Further up the food chain were items on communication of information within a group. Prairie dogs, for example, have a high-pitched squeak and thanks to NPR, I learnt that there is richness in those squeaks that we humans miss. Not surprising, as I have never learnt prairie dog and most foreign languages come across as a sonic blur to my untutored ear. Computers with microphones are much more adept at analyzing the noise. Prairie dogs apparently tell their friends and family the difference between a triangle and a circle. More exciting than that though is that they described people by their shape, or at least height and width, as well as by the color of the tee shirt that they were wearing as they paraded through the colony. There was no translation of the bulk of the chatter though so we don't know what they thought of the designs.

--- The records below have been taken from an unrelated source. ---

#[cfg(test)]
mod tests {
    use super::*;
    use crate::store::MemoryStore;
    use carma_crypto::x25519;
    use serde_json::json;

    fn global(rigid: bool) -> GlobalConfig {
        let mut g = GlobalConfig::new(5, 1, BigUint::from(257u32), b"nonce".to_vec()).expect("global");
        g.set_correctness_test_only(true).set_is_rigid(rigid);
        g
    }

    fn add(pb: &Phonebook, psn: &str, role: Role, position: Option<(NodeCount, NodeCount)>) {
        let group = position.map(|p| p.0);
        let order = position.filter(|_| role.is_mc_server()).map(|p| p.1);
        let entry = PhonebookEntry::new(Psn::new(psn), role, x25519::keygen().0, group, order).expect("entry");
        pb.add(entry);
    }

    fn local_json(psn: &str, role: &str) -> Value {
        let (pk, sk) = x25519::keygen();
        json!({"psn": psn, "role": role, "pk": hex::encode(pk.to_bytes()), "sk": hex::encode(sk.to_bytes())})
    }

    fn set(psns: &[&str]) -> PsnSet {
        psns.iter().map(|p| Psn::new(*p)).collect()
    }

    #[test]
    fn test_mc_group_ordering_and_errors() {
        let g = global(true);
        let pb = Phonebook::new(Arc::new(MemoryStore::new()), "phonebook");
        add(&pb, "lead", Role::McLeader, Some((0, 0)));
        add(&pb, "f2", Role::McFollower, Some((0, 2)));
        add(&pb, "f1", Role::McFollower, Some((0, 1)));
        add(&pb, "lonely", Role::McLeader, Some((1, 0)));
        add(&pb, "gap", Role::McFollower, Some((2, 3)));
        add(&pb, "gaplead", Role::McLeader, Some((2, 0)));
        let topo = Topology::new(&g, &pb);

        let mut value = local_json("f1", "mc_follower");
        value["group"] = json!("0");
        value["order"] = json!("1");
        value["other_servers"] = json!([]);
        let local = LocalConfig::from_json(value, &g, &pb).expect("local");

        let group = local.mc_group(&topo, 0).expect("group 0");
        assert_eq!(*group, vec![Psn::new("lead"), Psn::new("f1"), Psn::new("f2")]);
        assert!(Arc::ptr_eq(&group, &local.mc_group(&topo, 0).expect("cached")));
        assert_eq!(local.mc_leader(&topo).expect("leader"), Psn::new("lead"));

        let err = local.mc_group(&topo, 1).expect_err("too small");
        assert_eq!(
            err.to_string(),
            "configuration error: MC group 1 only has 1 servers, which is fewer than the minimum of 2"
        );
        let err = local.mc_group(&topo, 2).expect_err("order gap");
        assert!(err.to_string().contains("has order 3, which is not less than the size of its group, 2"));

        let idle = PhonebookEntry::new(Psn::new("idle"), Role::IdleServer, x25519::keygen().0, None, None).expect("idle");
        assert!(local.mc_group_of(&topo, &idle).is_err());
    }

    #[test]
    fn test_missing_leader() {
        let g = global(true);
        let pb = Phonebook::new(Arc::new(MemoryStore::new()), "phonebook");
        add(&pb, "f1", Role::McFollower, Some((4, 1)));
        let topo = Topology::new(&g, &pb);
        let mut value = local_json("f1", "mc_follower");
        value["group"] = json!(4);
        value["order"] = json!(1);
        value["other_servers"] = json!([]);
        let local = LocalConfig::from_json(value, &g, &pb).expect("local");
        let err = local.mc_leader(&topo).expect_err("no leader");
        assert_eq!(err.to_string(), "configuration error: MC group 4 is missing an MC leader");
    }

    #[test]
    fn test_server_requires_other_servers() {
        let g = global(true);
        let pb = Phonebook::new(Arc::new(MemoryStore::new()), "phonebook");
        let err = LocalConfig::from_json(local_json("s", "idle_server"), &g, &pb).expect_err("missing");
        assert_eq!(err.to_string(), "other_servers: missing required key");

        let mut value = local_json("s", "idle_server");
        value["other_servers"] = json!(["ghost"]);
        let err = LocalConfig::from_json(value, &g, &pb).expect_err("unknown peer");
        assert_eq!(err.to_string(), "other_servers: PSN not in phonebook: \"ghost\"");

        let mut value = local_json("c", "client");
        value["other_servers"] = json!([]);
        let err = LocalConfig::from_json(value, &g, &pb).expect_err("clients have none");
        assert_eq!(err.to_string(), "other_servers: unknown key");
    }

    #[test]
    fn test_non_rigid_layers_are_required() {
        let g = global(false);
        let pb = Phonebook::new(Arc::new(MemoryStore::new()), "phonebook");
        let mut value = local_json("r", "rs_server");
        value["group"] = json!("0");
        value["other_servers"] = json!([]);
        value["prev_layer"] = json!([]);
        let err = LocalConfig::from_json(value, &g, &pb).expect_err("next_layer");
        assert_eq!(err.to_string(), "next_layer: missing required key");
    }

    #[test]
    fn test_wrong_role_is_an_error() {
        let g = global(true);
        let pb = Phonebook::new(Arc::new(MemoryStore::new()), "phonebook");
        let topo = Topology::new(&g, &pb);
        let local = LocalConfig::from_json(local_json("c", "client"), &g, &pb).expect("client");
        let err = local.next_layer(&topo).expect_err("clients have no layers");
        assert_eq!(err.to_string(), "node \"c\" has role client, which has no next_layer");
        assert!(local.other_servers().is_err());
    }

    #[test]
    fn test_set_other_servers_invalidates_neighbors() {
        let g = global(true);
        let pb = Phonebook::new(Arc::new(MemoryStore::new()), "phonebook");
        add(&pb, "a", Role::IdleServer, None);
        add(&pb, "b", Role::IdleServer, None);
        let topo = Topology::new(&g, &pb);
        let mut value = local_json("s", "idle_server");
        value["other_servers"] = json!(["a"]);
        let mut local = LocalConfig::from_json(value, &g, &pb).expect("local");
        assert_eq!(*local.rx_nodes(&topo).expect("rx"), set(&["a"]));

        local.set_other_servers(set(&["a", "b"])).expect("server");
        assert_eq!(*local.rx_nodes(&topo).expect("rx"), set(&["a", "b"]));
        assert_eq!(*local.tx_nodes(&topo).expect("tx"), set(&["a", "b"]));
    }

    #[test]
    fn test_ticket_and_public_entry() {
        let g = global(true);
        let pb = Phonebook::new(Arc::new(MemoryStore::new()), "phonebook");
        let kp = g.vrf().keygen();
        let mut value = local_json("c", "client");
        value["vrf_pk"] = json!(hex::encode(&kp.public));
        value["vrf_sk"] = json!(hex::encode(&kp.secret));
        let local = LocalConfig::from_json(value, &g, &pb).expect("local");

        let ticket = local.ticket(&g).expect("ticket");
        assert!(ticket.is_verified());
        let published = local.public_entry(&g).expect("entry");
        let reparsed = PhonebookEntry::from_json(published.to_json(), &g).expect("reparse");
        assert_eq!(reparsed.ticket(&g).expect("verifies"), Some(&*ticket));

        local.clear_deducible(&g);
        local.clear_deducible(&g);
        assert!(!Arc::ptr_eq(&ticket, &local.ticket(&g).expect("fresh ticket")));

        let modulus = BigUint::from(10u32);
        let roll = local.dice_roll(&g, b"p", b"i", &modulus).expect("roll");
        assert!(roll < modulus);
        assert_eq!(roll, local.dice_roll(&g, b"p", b"i", &modulus).expect("roll"));
    }

    #[test]
    fn test_local_ticket_kept_across_reload() {
        let g = global(true);
        let pb = Phonebook::new(Arc::new(MemoryStore::new()), "phonebook");
        let kp = g.vrf().keygen();
        let mut value = local_json("c", "client");
        value["vrf_pk"] = json!(hex::encode(&kp.public));
        value["vrf_sk"] = json!(hex::encode(&kp.secret));
        let local = LocalConfig::from_json(value, &g, &pb).expect("local");
        let ticket = local.ticket(&g).expect("ticket");

        let mut saved = local.to_json();
        assert!(saved.get("ticket").is_some());
        saved.as_object_mut().expect("object").remove("vrf_sk");
        let reloaded = LocalConfig::from_json(saved, &g, &pb).expect("reload");
        assert_eq!(*reloaded.ticket(&g).expect("stored ticket"), *ticket);

        reloaded.clear_deducible(&g);
        assert!(reloaded.ticket(&g).is_err(), "no secret key to evaluate a new one");
        assert!(reloaded.to_json().get("ticket").is_none());
    }

    #[test]
    fn test_anon_roundtrip_through_entry() {
        let g = global(true);
        let pb = Phonebook::new(Arc::new(MemoryStore::new()), "phonebook");
        let local = LocalConfig::from_json(local_json("c", "client"), &g, &pb).expect("local");
        let ciphertext = local.entry().anon_encrypt(b"secret").expect("encrypt");
        assert_eq!(local.anon_decrypt(&ciphertext).expect("decrypt"), b"secret");
    }

    #[test]
    fn test_json_roundtrip_keeps_raw_fields() {
        let g = global(false);
        let pb = Phonebook::new(Arc::new(MemoryStore::new()), "phonebook");
        add(&pb, "m", Role::MbServer, None);
        add(&pb, "x", Role::IdleServer, None);
        let mut value = local_json("l", "mc_leader");
        value["group"] = json!("0");
        value["order"] = json!("0");
        value["other_servers"] = json!(["x"]);
        value["mb_servers"] = json!(["m"]);
        value["next_layer"] = json!(["m"]);
        let local = LocalConfig::from_json(value, &g, &pb).expect("local");
        local.clear_deducible(&g);
        let again = LocalConfig::from_json(local.to_json(), &g, &pb).expect("reparse");
        assert_eq!(again.to_json(), local.to_json());
        let topo = Topology::new(&g, &pb);
        assert_eq!(*again.next_layer(&topo).expect("kept"), set(&["m"]));
    }

    #[test]
    fn test_bootstrap_template_drops_identity() {
        let g = global(true);
        let pb = Phonebook::new(Arc::new(MemoryStore::new()), "phonebook");
        let mut value = local_json("r", "rs_server");
        value["group"] = json!("1");
        value["other_servers"] = json!([]);
        let local = LocalConfig::from_json(value, &g, &pb).expect("local");
        let template = local.bootstrap_template().expect("template");
        assert_eq!(template.psn(), &Psn::new("None"));
        assert_eq!(template.role(), Role::RsServer);
        assert_eq!(template.entry().group(), Some(1));
        let json = template.to_json();
        assert_eq!(json["pk"], json!("00".repeat(KEY_SIZE)));
        assert_eq!(json["sk"], json!("00".repeat(KEY_SIZE)));
    }
}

We were also reminded from a different station, that capuchin monkeys get teed-off and refuse to cooperate in monkey psychology tests if they get consistently short changed. Also that crows have great face recognition and ill pass on to their kids which nasty guy is likely to mess with their nests. There were items about chimps and baboons and one about sharks probably being color-blind (so they won’t be put off by the sight of blood?), but I wonder why there is such an element of surprise when these observations are published – shark items apart of course. Cooperation and communication are vital characteristics for species survival. Even animals that prefer to live alone get together for a good time occasionally, just like the rest of us.

1. http://www.nature.com/nature/journal/v469/n7330/full/nature09668.html

One Response so far.

  1. jazgal says:

    slime molds continue to amaze, (they live just such a bizarre, but adaptable life), but the rest of the creatures, large and small, also offer up their fascinating behaviors and abilities if we choose to look and listen.